Tell how many lines of the data include the word "requested". Nothing but the number belongs in the answer.
START MATERIAL TO PROCESS
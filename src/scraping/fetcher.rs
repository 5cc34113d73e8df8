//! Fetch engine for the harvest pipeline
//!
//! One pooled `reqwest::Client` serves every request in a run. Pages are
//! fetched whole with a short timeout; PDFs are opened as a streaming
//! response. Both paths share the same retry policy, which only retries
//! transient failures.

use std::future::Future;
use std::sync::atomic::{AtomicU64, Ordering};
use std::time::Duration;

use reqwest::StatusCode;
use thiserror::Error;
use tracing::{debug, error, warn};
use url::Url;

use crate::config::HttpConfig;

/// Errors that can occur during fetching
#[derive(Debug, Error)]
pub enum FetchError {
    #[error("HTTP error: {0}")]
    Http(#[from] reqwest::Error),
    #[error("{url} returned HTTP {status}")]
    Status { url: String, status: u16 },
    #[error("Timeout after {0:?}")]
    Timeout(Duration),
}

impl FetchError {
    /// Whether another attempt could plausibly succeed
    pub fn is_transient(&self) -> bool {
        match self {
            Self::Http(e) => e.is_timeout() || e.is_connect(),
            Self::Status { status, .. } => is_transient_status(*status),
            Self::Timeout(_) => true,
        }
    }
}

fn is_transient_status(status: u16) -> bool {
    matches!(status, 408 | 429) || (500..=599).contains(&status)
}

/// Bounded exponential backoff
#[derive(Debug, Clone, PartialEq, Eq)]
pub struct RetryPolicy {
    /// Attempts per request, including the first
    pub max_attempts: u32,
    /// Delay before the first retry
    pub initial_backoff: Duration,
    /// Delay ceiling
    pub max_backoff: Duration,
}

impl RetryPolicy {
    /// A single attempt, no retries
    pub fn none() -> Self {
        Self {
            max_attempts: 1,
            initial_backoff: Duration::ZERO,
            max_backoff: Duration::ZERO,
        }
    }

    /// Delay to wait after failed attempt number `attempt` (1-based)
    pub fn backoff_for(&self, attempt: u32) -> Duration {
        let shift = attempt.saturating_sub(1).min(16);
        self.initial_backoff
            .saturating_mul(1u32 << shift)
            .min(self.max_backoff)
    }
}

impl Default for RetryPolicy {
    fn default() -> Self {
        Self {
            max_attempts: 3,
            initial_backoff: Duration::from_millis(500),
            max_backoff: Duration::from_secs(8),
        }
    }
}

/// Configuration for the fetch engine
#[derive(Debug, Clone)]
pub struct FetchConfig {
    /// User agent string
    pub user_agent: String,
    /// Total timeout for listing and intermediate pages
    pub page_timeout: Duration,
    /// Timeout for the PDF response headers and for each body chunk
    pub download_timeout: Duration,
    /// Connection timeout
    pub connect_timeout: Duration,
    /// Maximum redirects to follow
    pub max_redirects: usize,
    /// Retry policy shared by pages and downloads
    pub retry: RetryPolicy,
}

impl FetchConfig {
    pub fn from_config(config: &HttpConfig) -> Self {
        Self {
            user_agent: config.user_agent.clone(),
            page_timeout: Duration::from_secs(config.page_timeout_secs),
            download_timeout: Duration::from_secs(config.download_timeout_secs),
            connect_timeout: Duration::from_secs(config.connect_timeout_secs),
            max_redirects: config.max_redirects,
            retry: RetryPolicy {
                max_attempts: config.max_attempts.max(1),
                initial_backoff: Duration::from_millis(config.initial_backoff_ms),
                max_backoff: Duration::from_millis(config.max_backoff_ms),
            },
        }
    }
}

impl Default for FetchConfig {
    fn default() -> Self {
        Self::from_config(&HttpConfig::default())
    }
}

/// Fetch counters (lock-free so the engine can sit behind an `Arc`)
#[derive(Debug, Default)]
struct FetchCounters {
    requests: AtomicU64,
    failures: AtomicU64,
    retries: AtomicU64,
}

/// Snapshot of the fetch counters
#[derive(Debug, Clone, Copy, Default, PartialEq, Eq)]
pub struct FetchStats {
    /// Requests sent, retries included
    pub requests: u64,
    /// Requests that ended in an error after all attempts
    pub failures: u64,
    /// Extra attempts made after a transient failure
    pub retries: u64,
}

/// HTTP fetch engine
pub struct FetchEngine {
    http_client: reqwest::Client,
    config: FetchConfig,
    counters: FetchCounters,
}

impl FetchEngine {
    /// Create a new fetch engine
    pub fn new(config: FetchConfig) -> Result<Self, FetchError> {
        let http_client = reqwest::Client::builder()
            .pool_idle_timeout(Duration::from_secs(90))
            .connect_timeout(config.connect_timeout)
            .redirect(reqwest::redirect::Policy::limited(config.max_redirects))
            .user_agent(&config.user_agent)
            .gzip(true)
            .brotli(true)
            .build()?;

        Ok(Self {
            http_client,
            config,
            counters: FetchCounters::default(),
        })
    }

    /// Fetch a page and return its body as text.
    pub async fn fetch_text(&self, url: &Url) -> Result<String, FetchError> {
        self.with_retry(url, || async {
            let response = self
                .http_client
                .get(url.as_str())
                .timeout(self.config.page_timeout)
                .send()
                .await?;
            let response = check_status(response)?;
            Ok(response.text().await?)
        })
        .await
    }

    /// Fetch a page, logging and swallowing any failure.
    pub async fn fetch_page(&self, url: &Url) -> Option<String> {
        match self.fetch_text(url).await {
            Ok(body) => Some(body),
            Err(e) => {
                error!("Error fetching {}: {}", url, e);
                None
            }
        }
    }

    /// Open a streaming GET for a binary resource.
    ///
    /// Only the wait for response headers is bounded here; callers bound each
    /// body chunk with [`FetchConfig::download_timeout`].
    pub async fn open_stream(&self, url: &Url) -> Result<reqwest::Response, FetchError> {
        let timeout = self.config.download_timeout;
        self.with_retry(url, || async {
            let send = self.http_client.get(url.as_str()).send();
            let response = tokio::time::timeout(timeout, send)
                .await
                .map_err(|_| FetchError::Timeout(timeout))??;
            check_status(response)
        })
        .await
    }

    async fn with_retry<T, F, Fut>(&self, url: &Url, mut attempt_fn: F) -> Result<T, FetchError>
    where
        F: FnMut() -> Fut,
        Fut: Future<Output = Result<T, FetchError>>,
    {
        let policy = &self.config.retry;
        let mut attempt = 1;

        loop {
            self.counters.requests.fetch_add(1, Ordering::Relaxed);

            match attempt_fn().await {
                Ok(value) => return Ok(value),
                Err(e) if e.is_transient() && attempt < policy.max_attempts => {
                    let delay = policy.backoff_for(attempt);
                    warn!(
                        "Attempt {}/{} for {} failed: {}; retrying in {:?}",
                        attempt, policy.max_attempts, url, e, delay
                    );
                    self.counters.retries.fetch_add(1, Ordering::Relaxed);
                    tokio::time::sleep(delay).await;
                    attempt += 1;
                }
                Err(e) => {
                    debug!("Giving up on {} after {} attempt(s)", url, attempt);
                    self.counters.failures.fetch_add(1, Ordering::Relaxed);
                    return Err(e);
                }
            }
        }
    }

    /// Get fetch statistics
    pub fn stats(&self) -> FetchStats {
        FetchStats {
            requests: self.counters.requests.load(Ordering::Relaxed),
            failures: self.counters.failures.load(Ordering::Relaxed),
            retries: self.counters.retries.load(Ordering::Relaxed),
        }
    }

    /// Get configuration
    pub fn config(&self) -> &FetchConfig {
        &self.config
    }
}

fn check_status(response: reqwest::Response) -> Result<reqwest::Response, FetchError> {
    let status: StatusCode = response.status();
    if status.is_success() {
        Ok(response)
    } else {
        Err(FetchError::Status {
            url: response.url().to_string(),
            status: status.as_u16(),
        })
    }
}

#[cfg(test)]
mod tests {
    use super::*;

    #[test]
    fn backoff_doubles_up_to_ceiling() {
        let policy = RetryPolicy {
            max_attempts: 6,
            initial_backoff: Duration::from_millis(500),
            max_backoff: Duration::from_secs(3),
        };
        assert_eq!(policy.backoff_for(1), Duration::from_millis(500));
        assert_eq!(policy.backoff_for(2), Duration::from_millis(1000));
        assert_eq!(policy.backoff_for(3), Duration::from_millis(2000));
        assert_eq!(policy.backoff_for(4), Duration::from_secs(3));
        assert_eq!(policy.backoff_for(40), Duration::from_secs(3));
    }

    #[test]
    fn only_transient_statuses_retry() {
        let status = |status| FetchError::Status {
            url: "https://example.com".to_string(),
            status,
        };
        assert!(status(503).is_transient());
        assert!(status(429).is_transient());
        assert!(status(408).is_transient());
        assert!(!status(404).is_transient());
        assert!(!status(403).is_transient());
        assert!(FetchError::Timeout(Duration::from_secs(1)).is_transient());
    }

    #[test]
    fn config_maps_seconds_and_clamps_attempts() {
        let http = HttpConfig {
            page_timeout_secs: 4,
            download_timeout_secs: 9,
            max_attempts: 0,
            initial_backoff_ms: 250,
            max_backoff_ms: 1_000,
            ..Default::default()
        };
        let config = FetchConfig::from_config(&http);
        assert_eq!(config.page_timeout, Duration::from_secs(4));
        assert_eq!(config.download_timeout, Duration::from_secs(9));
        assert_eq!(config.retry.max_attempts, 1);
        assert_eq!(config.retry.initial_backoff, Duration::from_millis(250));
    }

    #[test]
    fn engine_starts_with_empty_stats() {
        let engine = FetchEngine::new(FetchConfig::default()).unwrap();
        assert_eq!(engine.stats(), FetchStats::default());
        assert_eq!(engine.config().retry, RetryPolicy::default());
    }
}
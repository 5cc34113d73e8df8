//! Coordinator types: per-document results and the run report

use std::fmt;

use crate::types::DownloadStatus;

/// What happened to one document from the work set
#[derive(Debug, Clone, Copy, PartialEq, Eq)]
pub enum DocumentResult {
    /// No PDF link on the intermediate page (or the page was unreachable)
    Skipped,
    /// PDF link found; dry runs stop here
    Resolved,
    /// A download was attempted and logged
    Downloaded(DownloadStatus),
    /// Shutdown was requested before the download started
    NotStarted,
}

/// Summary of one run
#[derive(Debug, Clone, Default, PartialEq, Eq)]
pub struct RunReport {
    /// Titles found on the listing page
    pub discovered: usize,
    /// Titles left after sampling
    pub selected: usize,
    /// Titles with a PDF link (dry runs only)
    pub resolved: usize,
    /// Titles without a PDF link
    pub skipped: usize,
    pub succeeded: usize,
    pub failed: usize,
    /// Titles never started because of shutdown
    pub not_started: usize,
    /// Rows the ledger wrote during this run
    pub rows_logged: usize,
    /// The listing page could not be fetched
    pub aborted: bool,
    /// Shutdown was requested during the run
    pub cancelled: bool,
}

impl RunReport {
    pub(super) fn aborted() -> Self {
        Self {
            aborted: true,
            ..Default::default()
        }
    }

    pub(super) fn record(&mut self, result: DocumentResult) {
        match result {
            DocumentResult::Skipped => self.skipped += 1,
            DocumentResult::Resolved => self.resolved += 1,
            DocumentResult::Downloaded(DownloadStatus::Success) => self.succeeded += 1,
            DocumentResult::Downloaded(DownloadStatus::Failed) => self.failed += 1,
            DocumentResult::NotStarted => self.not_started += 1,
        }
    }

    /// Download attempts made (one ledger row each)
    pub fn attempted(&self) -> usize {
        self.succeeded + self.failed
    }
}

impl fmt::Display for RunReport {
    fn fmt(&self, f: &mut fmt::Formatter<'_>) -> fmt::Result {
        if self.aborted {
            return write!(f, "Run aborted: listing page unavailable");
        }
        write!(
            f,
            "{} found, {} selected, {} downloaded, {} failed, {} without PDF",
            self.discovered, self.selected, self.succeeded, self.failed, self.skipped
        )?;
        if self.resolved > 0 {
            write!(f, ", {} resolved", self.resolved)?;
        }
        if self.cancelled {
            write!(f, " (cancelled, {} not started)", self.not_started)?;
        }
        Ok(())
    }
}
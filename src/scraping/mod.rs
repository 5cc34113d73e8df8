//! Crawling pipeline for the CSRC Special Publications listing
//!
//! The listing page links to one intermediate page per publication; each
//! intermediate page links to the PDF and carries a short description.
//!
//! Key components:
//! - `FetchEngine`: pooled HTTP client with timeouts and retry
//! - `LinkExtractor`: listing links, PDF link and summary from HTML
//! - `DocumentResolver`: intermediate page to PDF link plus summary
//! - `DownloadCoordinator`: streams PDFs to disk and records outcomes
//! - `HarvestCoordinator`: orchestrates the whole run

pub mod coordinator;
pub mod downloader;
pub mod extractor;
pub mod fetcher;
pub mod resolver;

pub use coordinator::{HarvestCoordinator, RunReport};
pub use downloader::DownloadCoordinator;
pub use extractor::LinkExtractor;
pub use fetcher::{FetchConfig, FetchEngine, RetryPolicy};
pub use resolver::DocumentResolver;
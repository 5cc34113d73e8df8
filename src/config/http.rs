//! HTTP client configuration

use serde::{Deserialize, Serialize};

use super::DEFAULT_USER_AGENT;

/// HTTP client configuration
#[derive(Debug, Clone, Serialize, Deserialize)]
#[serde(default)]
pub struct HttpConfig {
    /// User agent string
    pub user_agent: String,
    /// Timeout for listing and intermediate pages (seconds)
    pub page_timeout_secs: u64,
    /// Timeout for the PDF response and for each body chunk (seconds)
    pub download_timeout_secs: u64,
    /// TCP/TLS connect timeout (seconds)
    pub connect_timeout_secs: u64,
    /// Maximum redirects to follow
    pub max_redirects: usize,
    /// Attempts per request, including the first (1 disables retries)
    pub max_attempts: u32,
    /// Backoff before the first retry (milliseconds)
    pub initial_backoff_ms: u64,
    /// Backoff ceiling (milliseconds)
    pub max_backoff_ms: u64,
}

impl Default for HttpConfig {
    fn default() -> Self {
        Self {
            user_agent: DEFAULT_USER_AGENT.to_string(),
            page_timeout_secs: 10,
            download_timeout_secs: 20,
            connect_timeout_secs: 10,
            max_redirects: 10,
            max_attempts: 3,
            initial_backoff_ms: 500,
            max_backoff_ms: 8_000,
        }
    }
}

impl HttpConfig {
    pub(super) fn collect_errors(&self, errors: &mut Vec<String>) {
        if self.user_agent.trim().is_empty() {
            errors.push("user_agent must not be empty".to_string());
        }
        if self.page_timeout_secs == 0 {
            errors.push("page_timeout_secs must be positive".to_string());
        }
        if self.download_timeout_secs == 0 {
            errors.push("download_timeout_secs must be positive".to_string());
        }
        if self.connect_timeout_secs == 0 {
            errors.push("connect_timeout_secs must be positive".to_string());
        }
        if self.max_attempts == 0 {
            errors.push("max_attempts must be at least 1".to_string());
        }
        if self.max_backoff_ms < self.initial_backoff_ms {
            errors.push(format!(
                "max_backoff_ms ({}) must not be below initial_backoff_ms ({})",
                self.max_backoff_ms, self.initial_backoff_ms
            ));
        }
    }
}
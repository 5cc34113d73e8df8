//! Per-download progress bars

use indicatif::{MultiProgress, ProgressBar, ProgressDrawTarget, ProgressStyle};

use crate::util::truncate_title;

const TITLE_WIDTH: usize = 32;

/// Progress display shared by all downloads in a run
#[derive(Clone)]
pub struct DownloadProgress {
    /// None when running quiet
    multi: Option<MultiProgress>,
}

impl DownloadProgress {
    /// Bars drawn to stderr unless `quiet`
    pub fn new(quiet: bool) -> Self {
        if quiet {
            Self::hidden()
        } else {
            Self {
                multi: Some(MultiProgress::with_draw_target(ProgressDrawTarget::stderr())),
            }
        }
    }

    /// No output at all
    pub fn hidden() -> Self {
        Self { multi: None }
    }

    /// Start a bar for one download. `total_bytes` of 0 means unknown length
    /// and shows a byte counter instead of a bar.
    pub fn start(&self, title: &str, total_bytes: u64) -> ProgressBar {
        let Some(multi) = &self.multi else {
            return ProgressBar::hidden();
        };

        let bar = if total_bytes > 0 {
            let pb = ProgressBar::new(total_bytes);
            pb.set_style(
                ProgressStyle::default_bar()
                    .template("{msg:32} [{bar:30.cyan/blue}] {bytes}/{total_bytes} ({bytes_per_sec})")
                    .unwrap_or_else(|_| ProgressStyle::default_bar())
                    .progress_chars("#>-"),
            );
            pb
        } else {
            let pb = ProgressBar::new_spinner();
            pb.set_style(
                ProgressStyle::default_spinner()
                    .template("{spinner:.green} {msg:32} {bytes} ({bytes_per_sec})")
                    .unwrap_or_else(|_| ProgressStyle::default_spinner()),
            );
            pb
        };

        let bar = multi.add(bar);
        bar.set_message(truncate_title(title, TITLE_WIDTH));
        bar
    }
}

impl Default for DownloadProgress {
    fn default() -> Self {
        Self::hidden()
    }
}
END MATERIAL TO PROCESS
[FINISHED EXERCISE] 2